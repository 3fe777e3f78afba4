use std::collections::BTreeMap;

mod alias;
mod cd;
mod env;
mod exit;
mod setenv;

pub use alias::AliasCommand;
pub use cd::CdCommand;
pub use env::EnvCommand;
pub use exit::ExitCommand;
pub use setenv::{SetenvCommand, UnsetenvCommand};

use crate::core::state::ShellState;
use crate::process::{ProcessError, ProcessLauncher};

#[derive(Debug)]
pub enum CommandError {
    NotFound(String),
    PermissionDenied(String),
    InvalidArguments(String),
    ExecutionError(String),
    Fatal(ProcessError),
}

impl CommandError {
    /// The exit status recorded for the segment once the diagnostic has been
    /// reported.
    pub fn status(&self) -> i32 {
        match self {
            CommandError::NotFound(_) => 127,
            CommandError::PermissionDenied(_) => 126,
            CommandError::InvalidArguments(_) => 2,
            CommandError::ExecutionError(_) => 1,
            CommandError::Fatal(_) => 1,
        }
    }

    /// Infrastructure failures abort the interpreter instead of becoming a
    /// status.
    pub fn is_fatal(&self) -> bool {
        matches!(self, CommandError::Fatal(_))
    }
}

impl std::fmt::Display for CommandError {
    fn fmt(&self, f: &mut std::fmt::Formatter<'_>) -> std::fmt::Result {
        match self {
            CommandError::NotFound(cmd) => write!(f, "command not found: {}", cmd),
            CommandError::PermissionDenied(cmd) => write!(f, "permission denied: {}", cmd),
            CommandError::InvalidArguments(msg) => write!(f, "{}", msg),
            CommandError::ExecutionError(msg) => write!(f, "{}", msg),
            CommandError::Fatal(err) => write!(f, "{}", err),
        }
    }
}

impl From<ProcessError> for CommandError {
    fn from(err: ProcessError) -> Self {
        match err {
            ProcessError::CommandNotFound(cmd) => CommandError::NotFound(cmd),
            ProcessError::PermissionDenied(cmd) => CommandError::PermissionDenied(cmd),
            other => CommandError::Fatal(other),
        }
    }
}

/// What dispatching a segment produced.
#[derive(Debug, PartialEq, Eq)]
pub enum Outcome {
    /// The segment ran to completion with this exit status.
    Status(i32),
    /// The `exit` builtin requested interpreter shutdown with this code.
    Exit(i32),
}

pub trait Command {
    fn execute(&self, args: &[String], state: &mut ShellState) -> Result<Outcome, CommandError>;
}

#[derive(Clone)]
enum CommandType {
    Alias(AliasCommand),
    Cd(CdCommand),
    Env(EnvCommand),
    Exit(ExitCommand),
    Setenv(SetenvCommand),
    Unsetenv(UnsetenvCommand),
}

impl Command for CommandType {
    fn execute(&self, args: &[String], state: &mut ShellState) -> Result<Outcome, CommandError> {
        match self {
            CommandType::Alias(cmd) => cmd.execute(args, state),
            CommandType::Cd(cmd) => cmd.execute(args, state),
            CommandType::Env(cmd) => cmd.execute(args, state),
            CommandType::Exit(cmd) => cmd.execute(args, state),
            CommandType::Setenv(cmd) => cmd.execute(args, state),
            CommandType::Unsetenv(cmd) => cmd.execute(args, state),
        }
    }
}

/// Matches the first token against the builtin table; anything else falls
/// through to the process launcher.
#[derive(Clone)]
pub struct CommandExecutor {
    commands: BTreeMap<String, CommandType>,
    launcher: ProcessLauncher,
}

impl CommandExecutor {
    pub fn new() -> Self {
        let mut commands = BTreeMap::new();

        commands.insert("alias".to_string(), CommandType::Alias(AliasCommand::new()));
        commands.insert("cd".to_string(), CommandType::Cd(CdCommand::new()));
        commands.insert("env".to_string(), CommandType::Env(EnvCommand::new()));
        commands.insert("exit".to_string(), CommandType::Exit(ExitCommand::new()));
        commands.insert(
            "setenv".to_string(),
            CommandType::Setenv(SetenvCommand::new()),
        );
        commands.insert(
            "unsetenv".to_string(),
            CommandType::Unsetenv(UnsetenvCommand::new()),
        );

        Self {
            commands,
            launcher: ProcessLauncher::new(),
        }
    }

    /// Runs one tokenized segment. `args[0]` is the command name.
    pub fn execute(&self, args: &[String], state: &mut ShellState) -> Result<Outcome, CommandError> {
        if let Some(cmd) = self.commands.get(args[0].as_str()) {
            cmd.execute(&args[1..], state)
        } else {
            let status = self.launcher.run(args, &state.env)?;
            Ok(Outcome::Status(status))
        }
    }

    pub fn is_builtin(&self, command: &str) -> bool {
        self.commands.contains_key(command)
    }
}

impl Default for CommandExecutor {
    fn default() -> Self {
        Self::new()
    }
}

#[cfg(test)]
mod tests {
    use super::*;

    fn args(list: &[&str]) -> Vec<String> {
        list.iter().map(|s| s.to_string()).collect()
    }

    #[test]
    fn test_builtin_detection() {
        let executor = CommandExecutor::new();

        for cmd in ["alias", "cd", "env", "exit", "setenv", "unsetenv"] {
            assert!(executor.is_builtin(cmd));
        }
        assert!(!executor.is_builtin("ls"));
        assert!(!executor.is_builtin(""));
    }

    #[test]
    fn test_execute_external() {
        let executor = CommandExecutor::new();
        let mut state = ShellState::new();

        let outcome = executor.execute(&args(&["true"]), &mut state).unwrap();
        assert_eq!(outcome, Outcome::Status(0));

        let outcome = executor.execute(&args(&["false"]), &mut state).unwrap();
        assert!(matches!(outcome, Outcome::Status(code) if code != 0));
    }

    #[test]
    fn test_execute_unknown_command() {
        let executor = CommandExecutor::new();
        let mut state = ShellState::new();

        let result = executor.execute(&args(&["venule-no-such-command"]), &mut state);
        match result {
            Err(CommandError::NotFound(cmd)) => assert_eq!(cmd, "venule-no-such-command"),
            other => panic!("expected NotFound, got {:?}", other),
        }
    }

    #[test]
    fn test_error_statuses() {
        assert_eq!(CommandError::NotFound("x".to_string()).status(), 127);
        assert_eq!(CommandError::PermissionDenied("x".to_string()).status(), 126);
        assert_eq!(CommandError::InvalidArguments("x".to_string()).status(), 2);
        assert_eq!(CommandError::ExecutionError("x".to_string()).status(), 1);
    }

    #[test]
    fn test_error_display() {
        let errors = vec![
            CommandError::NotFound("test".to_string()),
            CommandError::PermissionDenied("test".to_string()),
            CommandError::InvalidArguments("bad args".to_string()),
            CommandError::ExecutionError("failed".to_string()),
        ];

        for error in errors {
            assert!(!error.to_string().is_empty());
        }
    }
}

=-=-=

WHAT YOU ARE ASKED TO DO:
Since only lines holding the word "derive" matter, count them in the data above and report the number alone.

WRITTEN RESPONSE:
4